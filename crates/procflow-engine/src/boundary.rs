use std::time::Duration;

use procflow_core::{
    ExecutionContext, Invocation, ProcflowError, SpanId, SpanStatus, TaskError,
};
use procflow_graph::{BoundaryPolicy, Fallback, Severity, TaskSpec};
use tokio_util::sync::CancellationToken;
use tracing::{debug, info, warn};

use crate::interpreter::RunState;
use crate::saga::SagaEntry;
use crate::telemetry::OpenSpan;

/// One guarded task execution request.
pub(crate) struct GuardedTask {
    pub node_id: String,
    pub spec: TaskSpec,
    /// Context the attempts start from. Never mutated in place.
    pub context: ExecutionContext,
    pub parent: SpanId,
    pub branch: String,
    pub instance: Option<usize>,
    pub cancel: CancellationToken,
}

/// How a guarded task ended.
#[derive(Debug)]
pub(crate) enum BoundaryOutcome {
    /// The handler (or its alternate) succeeded; `context` holds its writes.
    Completed {
        context: ExecutionContext,
        value: serde_json::Value,
        degraded: bool,
    },
    /// Retries and fallback are exhausted.
    Failed {
        error: TaskError,
        severity: Severity,
    },
    /// Cancellation was observed at a suspension point.
    Cancelled,
}

/// Run a task node under its boundary policy.
///
/// Every attempt runs on a scratch copy of the context and gets its own
/// span; the copy is returned only on success.
pub(crate) async fn guard(state: &RunState, task: GuardedTask) -> BoundaryOutcome {
    let policy = task.spec.policy();
    let timeout = task
        .spec
        .timeout_ms
        .or(state.default_timeout_ms)
        .map(Duration::from_millis);

    let mut attempt: u32 = 0;
    loop {
        attempt += 1;
        if task.cancel.is_cancelled() {
            return BoundaryOutcome::Cancelled;
        }

        let invocation = Invocation {
            node_id: task.node_id.clone(),
            attempt,
            instance: task.instance,
            params: task.spec.config.clone(),
        };
        let mut span = attempt_span(&task, &task.spec.handler, attempt);
        let mut scratch = task.context.clone();

        debug!(node_id = %task.node_id, handler = %task.spec.handler, attempt, "Dispatching task");
        // Handlers run to completion; cancellation is observed between attempts.
        let result = state
            .registry
            .dispatch(&task.spec.handler, &mut scratch, &invocation, timeout)
            .await;

        let error = match result {
            Ok(value) => {
                span.set("boundary.attempts", attempt);
                span.set("boundary.outcome", if attempt > 1 { "recovered" } else { "ok" });
                commit(state, &task, &task.spec.handler, invocation, &mut scratch, &value);
                state.collector.close(span, SpanStatus::Ok);
                return BoundaryOutcome::Completed {
                    context: scratch,
                    value,
                    degraded: false,
                };
            }
            Err(e) => e,
        };

        span.set("error.kind", error.kind.as_str());
        span.set("error.message", error.message.as_str());

        if policy.is_retryable(&error.kind) && attempt <= policy.max_retries {
            let delay = policy.backoff.delay(attempt);
            span.set("boundary.outcome", "retry");
            span.set("boundary.backoff_ms", delay.as_millis() as u64);
            state.collector.close(span, SpanStatus::Error);
            warn!(
                node_id = %task.node_id,
                attempt,
                max_retries = policy.max_retries,
                backoff_ms = delay.as_millis() as u64,
                error = %error,
                "Retrying task"
            );
            tokio::select! {
                _ = task.cancel.cancelled() => return BoundaryOutcome::Cancelled,
                _ = tokio::time::sleep(delay) => {}
            }
            continue;
        }

        span.set("boundary.attempts", attempt);
        span.set("boundary.severity", policy.severity.to_string());
        return exhausted(state, &task, &policy, span, error, attempt).await;
    }
}

/// Apply the fallback once retries are spent.
async fn exhausted(
    state: &RunState,
    task: &GuardedTask,
    policy: &BoundaryPolicy,
    mut span: OpenSpan,
    error: TaskError,
    attempt: u32,
) -> BoundaryOutcome {
    let failed = BoundaryOutcome::Failed {
        error: error.clone(),
        severity: policy.severity,
    };

    match &policy.fallback {
        Fallback::None => {
            span.set("boundary.outcome", "failed");
            state.collector.close(span, SpanStatus::Error);
            failed
        }
        Fallback::AlternateHandler { handler } => {
            span.set("boundary.outcome", "fallback");
            span.set("boundary.fallback", handler.as_str());
            state.collector.close(span, SpanStatus::Error);
            info!(node_id = %task.node_id, fallback = %handler, "Retries exhausted, invoking alternate handler");

            let invocation = Invocation {
                node_id: task.node_id.clone(),
                attempt: attempt + 1,
                instance: task.instance,
                params: task.spec.config.clone(),
            };
            let mut alt_span = attempt_span(task, handler, attempt + 1);
            alt_span.set("boundary.fallback", true);
            let mut scratch = task.context.clone();
            let timeout = task
                .spec
                .timeout_ms
                .or(state.default_timeout_ms)
                .map(Duration::from_millis);

            match state
                .registry
                .dispatch(handler, &mut scratch, &invocation, timeout)
                .await
            {
                Ok(value) => {
                    alt_span.set("boundary.outcome", "degraded");
                    commit(state, task, handler, invocation, &mut scratch, &value);
                    state.collector.close(alt_span, SpanStatus::Degraded);
                    BoundaryOutcome::Completed {
                        context: scratch,
                        value,
                        degraded: true,
                    }
                }
                Err(alt_error) => {
                    alt_span.set("boundary.outcome", "failed");
                    alt_span.set("error.kind", alt_error.kind.as_str());
                    alt_span.set("error.message", alt_error.message.as_str());
                    state.collector.close(alt_span, SpanStatus::Degraded);
                    warn!(node_id = %task.node_id, error = %alt_error, "Alternate handler failed");
                    failed
                }
            }
        }
        Fallback::Compensation => {
            let entries = state.saga.drain_branch(&task.branch);
            info!(
                node_id = %task.node_id,
                branch = %task.branch,
                count = entries.len(),
                "Retries exhausted, compensating branch"
            );
            let compensated = compensate(state, entries, span.id()).await;
            span.set("boundary.outcome", "compensated");
            span.set("boundary.compensations", compensated);
            state.collector.close(span, SpanStatus::Error);
            failed
        }
    }
}

/// Invoke `compensate` on each entry in the given order, once, without retries.
///
/// Failures are recorded and logged but never raised. Returns the node ids
/// that were compensated successfully.
pub(crate) async fn compensate(
    state: &RunState,
    entries: Vec<SagaEntry>,
    parent: &SpanId,
) -> Vec<String> {
    let mut compensated = Vec::new();
    for entry in entries {
        let mut span = OpenSpan::start(&entry.node_id, &entry.handler, Some(parent));
        span.set("compensation", true);
        span.set("compensation.of_attempt", entry.invocation.attempt);

        let outcome = match state.registry.get(&entry.handler) {
            Some(handler) => {
                handler
                    .compensate(&entry.context, &entry.result, &entry.invocation)
                    .await
            }
            None => Err(TaskError::permanent(format!(
                "handler '{}' is not registered",
                entry.handler
            ))),
        };
        match outcome {
            Ok(()) => {
                debug!(node_id = %entry.node_id, "Compensated task");
                state.collector.close(span, SpanStatus::Compensated);
                compensated.push(entry.node_id);
            }
            Err(e) => {
                warn!(node_id = %entry.node_id, error = %e, "Compensation failed");
                span.set("error.kind", e.kind.as_str());
                span.set("error.message", e.message.as_str());
                state.collector.close(span, SpanStatus::Error);
                state.record_compensation_failure(ProcflowError::Compensation {
                    node_id: entry.node_id,
                    message: e.to_string(),
                });
            }
        }
    }
    compensated
}

fn attempt_span(task: &GuardedTask, handler: &str, attempt: u32) -> OpenSpan {
    let mut span = OpenSpan::start(&task.node_id, handler, Some(&task.parent)).with_attempt(attempt);
    span.set("branch", task.branch.as_str());
    if let Some(i) = task.instance {
        span.set("instance", i);
    }
    span
}

/// Store the result and push the rollback entry for a success.
fn commit(
    state: &RunState,
    task: &GuardedTask,
    handler: &str,
    invocation: Invocation,
    scratch: &mut ExecutionContext,
    value: &serde_json::Value,
) {
    if let Some(key) = &task.spec.result_key {
        scratch.set(key.clone(), value.clone());
    }
    let compensable = state
        .registry
        .get(handler)
        .is_some_and(|h| h.compensable());
    if compensable {
        state.saga.push(
            &task.node_id,
            &task.branch,
            handler,
            invocation,
            scratch.clone(),
            value.clone(),
        );
    }
}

» **What is being asked**:
Copy out only the lines above from the one with "gets its own" to the one with "return BoundaryOutcome::Cancelled;", inclusive, exactly as they stand.

» **Exercise solution**:
/// Every attempt runs on a scratch copy of the context and gets its own
/// span; the copy is returned only on success.
pub(crate) async fn guard(state: &RunState, task: GuardedTask) -> BoundaryOutcome {
    let policy = task.spec.policy();
    let timeout = task
        .spec
        .timeout_ms
        .or(state.default_timeout_ms)
        .map(Duration::from_millis);

    let mut attempt: u32 = 0;
    loop {
        attempt += 1;
        if task.cancel.is_cancelled() {
            return BoundaryOutcome::Cancelled;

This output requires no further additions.